One of the Wake‘s strongest critics, Edmund Epstein, passed away over the weekend while in hospice care.  A member of the founding generation of American Joyce critics, he published dozens of essays on the author and his work as well as two widely influential studies: The Ordeal of Stephen Dedalus: The Conflict of the Generations in James Joyce’s A Portrait of the Artist as a Young Man (Southern Illinois UP, 1971) and A Guide through Finnegans Wake (UP of Florida, 2009).  His first essay on Joyce appeared in the summer 1957 issue of the now largely forgotten James Joyce Review, itself an important precursor to JJQ.  That essay, “Cruxes in Ulysses: Notes toward an Edition and Annotation” helped set the stage for the creation of what we now think of as the Joyce industry and its importance has been recently affirmed by its inclusion in Foundational Essays in James Joyce Studies, edited by Michael Gillespie and just out in Florida’s Joyce series.  From that moment in 1957 forward, Professor Epstein helped shape the field for nearly two generations across a range of essays covering all of the Joyce canon.  He was a sharp and prolific reviewer as well and many articles that passed through JJQ’s offices were strengthened by his generous commentary.

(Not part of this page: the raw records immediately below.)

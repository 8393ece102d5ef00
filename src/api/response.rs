//! Response types for the points engine API.
//!
//! This module defines the error response structures, the mapping from
//! [`PointsError`] to HTTP statuses, and the few response bodies that are
//! not plain model records.

use axum::{
    Json,
    extract::rejection::JsonRejection,
    http::StatusCode,
    response::{IntoResponse, Response},
};
use rust_decimal::Decimal;
use serde::{Deserialize, Serialize};
use uuid::Uuid;

use crate::error::PointsError;
use crate::models::PointsEntry;

/// API error response structure.
#[derive(Debug, Clone, Serialize, Deserialize)]
pub struct ApiError {
    /// Error code for programmatic handling.
    pub code: String,
    /// Human-readable error message.
    pub message: String,
    /// Optional details about the error.
    #[serde(skip_serializing_if = "Option::is_none")]
    pub details: Option<String>,
}

impl ApiError {
    /// Creates a new API error.
    pub fn new(code: impl Into<String>, message: impl Into<String>) -> Self {
        Self {
            code: code.into(),
            message: message.into(),
            details: None,
        }
    }

    /// Creates a new API error with details.
    pub fn with_details(
        code: impl Into<String>,
        message: impl Into<String>,
        details: impl Into<String>,
    ) -> Self {
        Self {
            code: code.into(),
            message: message.into(),
            details: Some(details.into()),
        }
    }

    /// Creates a validation error response.
    pub fn validation_error(message: impl Into<String>) -> Self {
        Self::new("VALIDATION_ERROR", message)
    }

    /// Creates a malformed JSON error response.
    pub fn malformed_json(message: impl Into<String>) -> Self {
        Self::new("MALFORMED_JSON", message)
    }
}

/// API error with HTTP status code.
#[derive(Debug)]
pub struct ApiErrorResponse {
    /// The HTTP status code.
    pub status: StatusCode,
    /// The error body.
    pub error: ApiError,
}

impl ApiErrorResponse {
    /// Creates a 400 response.
    pub fn bad_request(error: ApiError) -> Self {
        Self {
            status: StatusCode::BAD_REQUEST,
            error,
        }
    }
}

impl IntoResponse for ApiErrorResponse {
    fn into_response(self) -> Response {
        (self.status, Json(self.error)).into_response()
    }
}

impl From<JsonRejection> for ApiErrorResponse {
    fn from(rejection: JsonRejection) -> Self {
        let error = match rejection {
            JsonRejection::JsonDataError(err) => {
                // The body text carries serde's description of the problem
                let body_text = err.body_text();
                if body_text.contains("missing field") {
                    ApiError::validation_error(body_text)
                } else {
                    ApiError::malformed_json(body_text)
                }
            }
            JsonRejection::JsonSyntaxError(err) => {
                ApiError::malformed_json(format!("Invalid JSON syntax: {}", err))
            }
            JsonRejection::MissingJsonContentType(_) => {
                ApiError::new("MISSING_CONTENT_TYPE", "Content-Type must be application/json")
            }
            _ => ApiError::malformed_json("Failed to parse request body"),
        };
        Self::bad_request(error)
    }
}

impl From<PointsError> for ApiErrorResponse {
    fn from(error: PointsError) -> Self {
        let message = error.to_string();
        let (status, error) = match error {
            PointsError::ConfigNotFound { .. } | PointsError::ConfigParseError { .. } => (
                StatusCode::INTERNAL_SERVER_ERROR,
                ApiError::with_details("CONFIG_ERROR", "Configuration error", message),
            ),
            PointsError::InvalidConfig { .. } => (
                StatusCode::INTERNAL_SERVER_ERROR,
                ApiError::with_details("CONFIG_ERROR", "Invalid configuration", message),
            ),
            PointsError::MetricNotFound { code } => (
                StatusCode::BAD_REQUEST,
                ApiError::with_details(
                    "METRIC_NOT_FOUND",
                    message,
                    format!("The metric code '{}' is not part of the scoring model", code),
                ),
            ),
            PointsError::InvalidMetricValue { .. } => (
                StatusCode::BAD_REQUEST,
                ApiError::new("INVALID_METRIC_VALUE", message),
            ),
            PointsError::Validation { field, .. } => (
                StatusCode::BAD_REQUEST,
                ApiError::with_details(
                    "VALIDATION_ERROR",
                    message,
                    format!("Check the '{}' field", field),
                ),
            ),
            PointsError::NotFound { .. } => {
                (StatusCode::NOT_FOUND, ApiError::new("NOT_FOUND", message))
            }
            PointsError::DuplicateEmployeeNumber { .. } => (
                StatusCode::CONFLICT,
                ApiError::new("DUPLICATE_EMPLOYEE_NUMBER", message),
            ),
            PointsError::DuplicateDepartment { .. } => (
                StatusCode::CONFLICT,
                ApiError::new("DUPLICATE_DEPARTMENT", message),
            ),
            PointsError::ReferentialIntegrity { .. } => (
                StatusCode::CONFLICT,
                ApiError::new("REFERENTIAL_INTEGRITY", message),
            ),
            PointsError::InvalidTransition { .. } => (
                StatusCode::CONFLICT,
                ApiError::new("INVALID_TRANSITION", message),
            ),
            PointsError::CalculationError { .. } => (
                StatusCode::UNPROCESSABLE_ENTITY,
                ApiError::with_details(
                    "CALCULATION_ERROR",
                    "Calculation failed",
                    message,
                ),
            ),
            PointsError::StoreUnavailable => (
                StatusCode::SERVICE_UNAVAILABLE,
                ApiError::new("STORE_UNAVAILABLE", message),
            ),
        };
        Self { status, error }
    }
}

/// Response body for `GET /employees/:id/points`.
#[derive(Debug, Clone, Serialize, Deserialize)]
pub struct PointsLedger {
    /// The employee.
    pub employee_id: Uuid,
    /// Sum of all entries.
    pub balance: Decimal,
    /// Entries, oldest first.
    pub entries: Vec<PointsEntry>,
}

/// Response body for marking every notification read.
#[derive(Debug, Clone, Serialize, Deserialize)]
pub struct MarkedRead {
    /// How many notifications changed from unread to read.
    pub marked: usize,
}
impl PointsStore {
    /// Submits a pending work log for an existing employee.
    pub fn submit_work_log(&self, new: NewWorkLog) -> PointsResult<WorkLog> {
        new.validate(&self.config)?;
        let mut tables = self.write()?;
        tables.employee(new.employee_id)?;

        let work_log = WorkLog {
            id: Uuid::new_v4(),
            employee_id: new.employee_id,
            work_date: new.work_date,
            title: new.title.trim().to_string(),
            description: new.description,
            hours: new.hours,
            metrics: new.metrics,
            status: WorkLogStatus::Pending,
            submitted_at: Utc::now(),
            reviewed_at: None,
            reviewed_by: None,
            review_comment: None,
            points_awarded: None,
        };
        tables.work_logs.insert(work_log.id, work_log.clone());

        tracing::info!(
            work_log_id = %work_log.id,
            employee_id = %work_log.employee_id,
            hours = %work_log.hours,
            "Work log submitted"
        );
        Ok(work_log)
    }

    /// Looks up a work log.
    pub fn work_log(&self, id: Uuid) -> PointsResult<WorkLog> {
        self.read()?.work_log(id).cloned()
    }

    /// Lists work logs by work date, optionally filtered by employee and
    /// status.
    pub fn list_work_logs(
        &self,
        employee_id: Option<Uuid>,
        status: Option<WorkLogStatus>,
    ) -> PointsResult<Vec<WorkLog>> {
        let tables = self.read()?;
        let mut logs: Vec<WorkLog> = tables
            .work_logs
            .values()
            .filter(|w| employee_id.is_none_or(|e| w.employee_id == e))
            .filter(|w| status.is_none_or(|s| w.status == s))
            .cloned()
            .collect();
        logs.sort_by(|a, b| {
            (a.work_date, a.submitted_at, a.id).cmp(&(b.work_date, b.submitted_at, b.id))
        });
        Ok(logs)
    }

    /// Approves a pending work log.
    ///
    /// The employee is awarded `review.points` if given, otherwise
    /// `hours × work_log_points_per_hour` rounded to 2 decimal places. No
    /// points entry is written when the award is zero. The employee is
    /// notified either way.
    ///
    /// # Errors
    ///
    /// - `Validation` for a missing reviewer, a negative override, or points
    ///   that would take the balance out of the decimal range
    /// - `NotFound` if the work log doesn't exist
    /// - `InvalidTransition` if the log was already reviewed
    pub fn approve_work_log(&self, id: Uuid, review: Review) -> PointsResult<WorkLog> {
        review.validate()?;
        if review.points.is_some_and(|p| p < Decimal::ZERO) {
            return Err(PointsError::validation("points", "must not be negative"));
        }

        let mut tables = self.write()?;
        let work_log = tables.work_log(id)?;
        ensure_pending(work_log, "approved")?;

        let points = match review.points {
            Some(points) => points,
            None => (work_log.hours * self.config.policy().work_log_points_per_hour)
                .round_dp_with_strategy(2, RoundingStrategy::MidpointAwayFromZero),
        };

        // The points entry goes first so a refused entry leaves the log pending.
        let now = Utc::now();
        if !points.is_zero() {
            let reason = format!("Approved work log: {}", work_log.title);
            let employee_id = work_log.employee_id;
            tables.insert_points(PointsEntry {
                id: Uuid::new_v4(),
                employee_id,
                points,
                reason,
                source: PointsSource::WorkLog { work_log_id: id },
                awarded_by: review.reviewer.clone(),
                awarded_at: now,
            })?;
        }

        let work_log = tables
            .work_logs
            .get_mut(&id)
            .ok_or_else(|| PointsError::not_found("Work log", id))?;
        work_log.status = WorkLogStatus::Approved;
        work_log.reviewed_at = Some(now);
        work_log.reviewed_by = Some(review.reviewer);
        work_log.review_comment = review.comment;
        work_log.points_awarded = Some(points);
        let approved = work_log.clone();

        tables.insert_notification(NewNotification {
            recipient_id: approved.employee_id,
            kind: NotificationKind::WorkLogApproved,
            title: "Work log approved".to_string(),
            message: format!(
                "'{}' on {} was approved for {} points",
                approved.title,
                approved.work_date,
                points.normalize()
            ),
        });

        tracing::info!(
            work_log_id = %approved.id,
            employee_id = %approved.employee_id,
            points = %points,
            "Work log approved"
        );
        Ok(approved)
    }

    /// Rejects a pending work log. A comment explaining the rejection is
    /// required; no points are awarded.
    pub fn reject_work_log(&self, id: Uuid, review: Review) -> PointsResult<WorkLog> {
        review.validate()?;
        let comment = match review.comment.as_deref().map(str::trim) {
            Some(comment) if !comment.is_empty() => comment.to_string(),
            _ => {
                return Err(PointsError::validation(
                    "comment",
                    "a rejection needs a comment",
                ));
            }
        };
        if review.points.is_some() {
            return Err(PointsError::validation(
                "points",
                "a rejected work log earns no points",
            ));
        }

        let mut tables = self.write()?;
        ensure_pending(tables.work_log(id)?, "rejected")?;

        let work_log = tables
            .work_logs
            .get_mut(&id)
            .ok_or_else(|| PointsError::not_found("Work log", id))?;
        work_log.status = WorkLogStatus::Rejected;
        work_log.reviewed_at = Some(Utc::now());
        work_log.reviewed_by = Some(review.reviewer);
        work_log.review_comment = Some(comment.clone());
        let rejected = work_log.clone();

        tables.insert_notification(NewNotification {
            recipient_id: rejected.employee_id,
            kind: NotificationKind::WorkLogRejected,
            title: "Work log rejected".to_string(),
            message: format!(
                "'{}' on {} was rejected: {}",
                rejected.title, rejected.work_date, comment
            ),
        });

        tracing::info!(
            work_log_id = %rejected.id,
            employee_id = %rejected.employee_id,
            "Work log rejected"
        );
        Ok(rejected)
    }

    /// Deletes a pending work log and its attachments.
    pub fn delete_work_log(&self, id: Uuid) -> PointsResult<()> {
        let mut tables = self.write()?;
        ensure_pending(tables.work_log(id)?, "deleted")?;

        tables.attachments.retain(|_, a| a.work_log_id != id);
        tables.work_logs.remove(&id);

        tracing::info!(work_log_id = %id, "Work log deleted");
        Ok(())
    }
}

fn ensure_pending(work_log: &WorkLog, action: &'static str) -> PointsResult<()> {
    if !work_log.is_pending() {
        return Err(PointsError::InvalidTransition {
            work_log_id: work_log.id.to_string(),
            status: work_log.status.to_string(),
            action,
        });
    }
    Ok(())
}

Professor Epstein’s work extended beyond Joyce and included books on linguistics as well as African literature.  But it was perhaps his final book for which I think he will be best and longest remembered.  His Guide through Finnegans Wake is the product of a lifetime spent studying and teaching this most difficult and expansive of texts.  It offers Professor Epstein’s distinctive and definitive reading of Joyce’s final work, whose opening pages Sebastian Knowles calls “mandatory reading for all who embark” on a reading of the Wake.  Like few others, he manages to untangle the book’s complexity in order to uncover a story of pressing urgency that washes in and around a time profoundly out of joint.  I have used this book since its publication in my own Joyce courses, in large part so I can offer my students some sense of what it might be like to study the Wake with one of its master teachers.  This guide is a significant legacy left to all of us and looking through it again I am at once grateful for what we have been given and saddened at this loss.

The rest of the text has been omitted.